MozReview-Commit-ID: CH9quj5fDpf
Attachment #8734985 - Flags: feedback?(paolo.mozmail)
Comment on attachment 8734985 [details] [diff] [review]
prototype changes for bug 1254327

> I had to break the model used widely within DownloadCore.jsm that all the
> objects (Download, DownloadSaver, DownloadTarget, etc) are simple
> serializable
> data structures, but I didn't rename methods like {to,from}Serializable.

That's what I though as well - downloads for which the final target file name has not been determined would not be serialized across sessions. It's not incompatible with the Downloads.jsm model, that has a few other non-serializable download cases as well.

> This works for me locally in a very simple test case, I would obviously clean
> this up and add thorough tests before landing anything, just wanted to get
> some
> feedback before getting too deep into that work.
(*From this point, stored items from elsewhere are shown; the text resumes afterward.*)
//! Binary command framing and reply-stream decoding for the control socket.
//!
//! Outgoing commands are fixed 5-byte frames: a one-byte opcode followed by
//! a big-endian unsigned 32-bit value. The server answers on the same
//! socket with a 12-byte info header (once per connection, not interpreted
//! here) and then a stream of newline-terminated JSON objects, each a full
//! snapshot of its current parameter set in wire units.

use crate::units;
use bytes::BytesMut;
use sdr_core::error::{SdrError, SdrResult};
use sdr_core::registry::Settings;

/// Length of the one-shot info header the server sends after connect.
pub const REPLY_PREAMBLE_LEN: usize = 12;

/// Encoded command frame length: opcode byte plus 32-bit value.
pub const FRAME_LEN: usize = 5;

/// Wire opcode for a parameter name, if the server understands it.
///
/// The six IF gain stages share one opcode; the stage is disambiguated by
/// the encoded value (see [`units::encode_if_gain`]).
pub fn opcode(name: &str) -> Option<u8> {
    Some(match name {
        "frequency" => 1,
        "rate" => 2,
        "gain_mode" => 3,
        "tuner_gain" => 4,
        "freq_correction" => 5,
        "if_gain1" | "if_gain2" | "if_gain3" | "if_gain4" | "if_gain5" | "if_gain6" => 6,
        "test_mode" => 7,
        "agc_mode" => 8,
        "direct_sampling" => 9,
        "offset_tuning" => 10,
        "rtl_xtal" => 11,
        "tuner_xtal" => 12,
        "tuner_gain_index" => 13,
        "streaming" => 14,
        _ => return None,
    })
}

/// Encode one parameter command as a wire frame.
///
/// Returns `Ok(None)` for names the server does not recognize (callers drop
/// those silently) and an error when the converted value does not fit the
/// unsigned 32-bit wire field.
pub fn encode(name: &str, value: f64) -> SdrResult<Option<[u8; FRAME_LEN]>> {
    let Some(op) = opcode(name) else {
        return Ok(None);
    };
    let wire = units::to_wire(name, value);
    let wire = u32::try_from(wire)
        .map_err(|_| SdrError::Encode(format!("value {value} for '{name}' not a 32-bit integer")))?;

    let mut frame = [0u8; FRAME_LEN];
    frame[0] = op;
    frame[1..].copy_from_slice(&wire.to_be_bytes());
    Ok(Some(frame))
}

/// Incremental decoder for the reply stream.
///
/// Socket reads may split or merge reply records arbitrarily; the decoder
/// accumulates bytes across calls and keeps at most one partial record
/// buffered after each pass. The info header is stripped exactly once per
/// channel lifetime, even if it arrives fragmented.
#[derive(Debug)]
pub struct ReplyDecoder {
    buf: BytesMut,
    preamble_remaining: usize,
}

impl ReplyDecoder {
    pub fn new() -> Self {
        Self {
            buf: BytesMut::new(),
            preamble_remaining: REPLY_PREAMBLE_LEN,
        }
    }

    /// Feed received bytes; returns the snapshots completed by this read, in
    /// arrival order, with incoming unit conversion already applied.
    pub fn push(&mut self, mut data: &[u8]) -> Vec<Settings> {
        if self.preamble_remaining > 0 {
            let skip = self.preamble_remaining.min(data.len());
            self.preamble_remaining -= skip;
            data = &data[skip..];
        }
        self.buf.extend_from_slice(data);

        let mut snapshots = Vec::new();
        while let Some(eol) = self.buf.iter().position(|&b| b == b'\n') {
            let record = self.buf.split_to(eol + 1);
            match serde_json::from_slice::<Settings>(&record[..eol]) {
                Ok(raw) => snapshots.push(convert_snapshot(raw)),
                Err(err) => {
                    tracing::warn!(%err, "discarding malformed reply record");
                }
            }
        }
        snapshots
    }
}

impl Default for ReplyDecoder {
    fn default() -> Self {
        Self::new()
    }
}

fn convert_snapshot(raw: Settings) -> Settings {
    raw.into_iter()
        .map(|(name, value)| {
            let value = units::from_wire(&name, value);
            (name, value)
        })
        .collect()
}

#[cfg(test)]
mod tests {
    use super::*;
    use serde_json::json;

    const PREAMBLE: &[u8] = b"RTL000000000";

    #[test]
    fn test_encode_frequency_frame() {
        let frame = encode("frequency", 166.376).unwrap().unwrap();
        assert_eq!(frame, [0x01, 0x09, 0xEA, 0xB2, 0x40]);
        assert_eq!(u32::from_be_bytes([frame[1], frame[2], frame[3], frame[4]]), 166_376_000);
    }

    #[test]
    fn test_encode_tuner_gain_frame() {
        let frame = encode("tuner_gain", 10.5).unwrap().unwrap();
        assert_eq!(frame, [0x04, 0x00, 0x00, 0x00, 0x69]);
    }

    #[test]
    fn test_encode_if_gain_frame_carries_stage() {
        let frame = encode("if_gain3", 2.5).unwrap().unwrap();
        assert_eq!(frame[0], 0x06);
        assert_eq!(
            u32::from_be_bytes([frame[1], frame[2], frame[3], frame[4]]),
            (3 << 16) | 25
        );
    }

    #[test]
    fn test_encode_unknown_name_is_none() {
        assert!(encode("bandwidth", 1.0).unwrap().is_none());
    }

    #[test]
    fn test_encode_unrepresentable_value_errors() {
        assert!(matches!(
            encode("frequency", -1.0),
            Err(SdrError::Encode(_))
        ));
        assert!(matches!(
            encode("frequency", 5_000.0),
            Err(SdrError::Encode(_))
        ));
    }

    #[test]
    fn test_decode_fragmented_stream() {
        let mut decoder = ReplyDecoder::new();

        let mut first = PREAMBLE.to_vec();
        first.extend_from_slice(b"{\"a\":1}\n");
        assert_eq!(decoder.push(&first), vec![settings(&[("a", json!(1))])]);

        assert!(decoder.push(b"{\"b\":2").is_empty());

        let rest = decoder.push(b"}\n{\"c\":3}\n");
        assert_eq!(
            rest,
            vec![
                settings(&[("b", json!(2))]),
                settings(&[("c", json!(3))]),
            ]
        );
    }

    #[test]
    fn test_decode_preamble_split_across_reads() {
        let mut decoder = ReplyDecoder::new();
        assert!(decoder.push(&PREAMBLE[..5]).is_empty());
        assert!(decoder.push(&PREAMBLE[5..]).is_empty());

        let got = decoder.push(b"{\"frequency\":166376000}\n");
        assert_eq!(got, vec![settings(&[("frequency", json!(166.376_f64))])]);
    }

    #[test]
    fn test_decode_applies_unit_conversion() {
        let mut decoder = ReplyDecoder::new();
        decoder.push(PREAMBLE);

        let got = decoder.push(b"{\"frequency\":166376000,\"tuner_gain\":105,\"rate\":240000}\n");
        assert_eq!(got.len(), 1);
        assert_eq!(got[0].get("frequency"), Some(&json!(166.376_f64)));
        assert_eq!(got[0].get("tuner_gain"), Some(&json!(10.5)));
        assert_eq!(got[0].get("rate"), Some(&json!(240_000)));
    }

    #[test]
    fn test_decode_skips_malformed_record() {
        let mut decoder = ReplyDecoder::new();
        decoder.push(PREAMBLE);

        let got = decoder.push(b"{not json}\n{\"agc_mode\":1}\n");
        assert_eq!(got, vec![settings(&[("agc_mode", json!(1))])]);
    }

    #[test]
    fn test_decode_coalesced_records_in_one_read() {
        let mut decoder = ReplyDecoder::new();
        decoder.push(PREAMBLE);

        let got = decoder.push(b"{\"a\":1}\n{\"a\":2}\n{\"a\":3}\n");
        assert_eq!(got.len(), 3);
        assert_eq!(got[2].get("a"), Some(&json!(3)));
    }

    fn settings(pairs: &[(&str, serde_json::Value)]) -> Settings {
        pairs
            .iter()
            .map(|(k, v)| (k.to_string(), v.clone()))
            .collect()
    }
}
I won't be able to provide thorough feedback until at least next week. For now what I can say is that I think it's fine for this to be limited to DownloadCopySaver downloads initiated by Downloads.jsm, which will not be added to a DownloadList until the filename has been determined. We'll have to put checks in place on DownloadList.add and the other DownloadSaver.execute implementations to ensure that both conditions are true.

A different case would exist for WebExtensions that want to set up a file name callback for downloads not initiated by chrome.downloads. It will be difficult to do that for DownloadLegacy download anyways, so we can do that in a different bug if needed.
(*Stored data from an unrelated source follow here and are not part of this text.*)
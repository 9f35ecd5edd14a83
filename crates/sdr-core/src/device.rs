//! Device identity and sampling plan value types.

use serde::{Deserialize, Serialize};

/// Identifies one physical peripheral for the lifetime of its controller.
///
/// The descriptor is a plain value type: the re-add half of a recovery cycle
/// carries a field-for-field copy of it, and the registry entry built for
/// that copy is indistinguishable from the original.
#[derive(Debug, Clone, PartialEq, Eq, Hash, Serialize, Deserialize)]
pub struct DeviceDescriptor {
    /// Hub port number; the registry key and the label used in diagnostics.
    pub port: u32,

    /// Opaque bus:device path (e.g. `"1:4"`) handed to the sampling server
    /// and used to derive the control-socket path.
    pub usb_path: String,
}

impl DeviceDescriptor {
    pub fn new(port: u32, usb_path: impl Into<String>) -> Self {
        Self {
            port,
            usb_path: usb_path.into(),
        }
    }
}

/// Operator-specified sampling intent.
///
/// Owned by the plan layer; controllers read it once at construction to
/// derive their hardware rate and never mutate it.
#[derive(Debug, Clone, PartialEq, Serialize, Deserialize)]
pub struct Plan {
    /// Desired output sample rate in Hz.
    pub rate: f64,
}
I'm not sure what's the best approach here - we'll need multiple callbacks, but anything that requires the callbacks to be registered when a download is added on a DownloadList would probably race with the addition itself, as the download may be already finished when that happens.
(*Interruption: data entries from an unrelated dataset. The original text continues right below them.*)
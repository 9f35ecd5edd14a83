//! `sdr-core`
//!
//! Core types and traits for supervising software-defined-radio sampling
//! servers. This crate provides the shared vocabulary used by the per-device
//! driver crates:
//!
//! - [`DeviceDescriptor`] / [`Plan`]: device identity and sampling intent
//! - [`SdrError`]: consolidated error type for supervision failures
//! - [`EventBus`] / [`DeviceEvent`]: broadcast fan-out for device lifecycle
//!   events (add, remove, peer death, parameter failures)
//! - [`DeviceRegistry`] / [`SettingsEntry`]: per-port settings snapshots
//! - [`Sensor`]: the lifecycle trait every device controller implements
//! - [`SensorFactory`]: the plugin API for registering driver types
//!
//! Driver crates depend on this crate and implement [`Sensor`] for their
//! hardware family; the composition root wires factories, the registry and
//! the event bus together.

pub mod device;
pub mod driver;
pub mod error;
pub mod events;
pub mod registry;
pub mod sensor;

pub use device::{DeviceDescriptor, Plan};
pub use driver::{BuildContext, SensorFactory};
pub use error::{SdrError, SdrResult};
pub use events::{DeviceEvent, EventBus, ParamSetFailure};
pub use registry::{DeviceRegistry, Settings, SettingsEntry};
pub use sensor::{ParamSetting, Sensor};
Maybe we'll just end up adding a global DownloadIntegration callback - see bug 899013 comment 2 for something the WebExtensions code might use to register a global integration override, once the bug lands.
Attachment #8734985 - Flags: feedback?(paolo.mozmail) → feedback+
Thanks for the feedback!  I'll clean everything up and hopefully have something on mozreview in the next day or two.

(In reply to :Paolo Amadini from comment #4)
> A different case would exist for WebExtensions that want to set up a file
> name callback for downloads not initiated by chrome.downloads. It will be
> difficult to do that for DownloadLegacy download anyways, so we can do that
> in a different bug if needed.

Yeah, we have bug 1245652 for that, I don't expect that to be done in 48.
We can revisit this part of the discussion when we get around to working on that bug...
Attachment #8734985 - Attachment is obsolete: true
Attachment #8736121 - Flags: feedback?(mwein)
Attachment #8736121 - Flags: feedback?(lgreco)
Comment on attachment 8736121 [details]
MozReview Request: Bug 1254327 (Part 2) Use filename callback from chrome.downloads.download() r?kmag

https://reviewboard.mozilla.org/r/43113/#review39895

::: toolkit/components/extensions/ext-downloads.js:440
(Diff revision 1)
> -          let target;
> +            let target;
> -          if (options.filename) {
> +            if (options.filename) {
> -            target = OS.Path.join(downloadsDir, options.filename);
> +              target = OS.Path.join(downloadsDir, options.filename);
> -          } else {
> +            } else {
> -            let uri = NetUtil.newURI(options.url).QueryInterface(Ci.nsIURL);
> -            target = OS.Path.join(downloadsDir, uri.fileName);
> +              let uri = request.URI;
> +              uri.QueryInterface(Ci.nsIURL);

`let uri = request.URI.QueryInterface(Ci.nsIURL)`

::: toolkit/components/extensions/ext-downloads.js:443
(Diff revision 1)
> -          } else {
> +            } else {
> -            let uri = NetUtil.newURI(options.url).QueryInterface(Ci.nsIURL);
> -            target = OS.Path.join(downloadsDir, uri.fileName);
> +              let uri = request.URI;
> +              uri.QueryInterface(Ci.nsIURL);
> +              let filename = uri.fileName;
> +              if (filename == "") {
> +                filename = "download";

How about `let filename = uri.fileName || "download"`?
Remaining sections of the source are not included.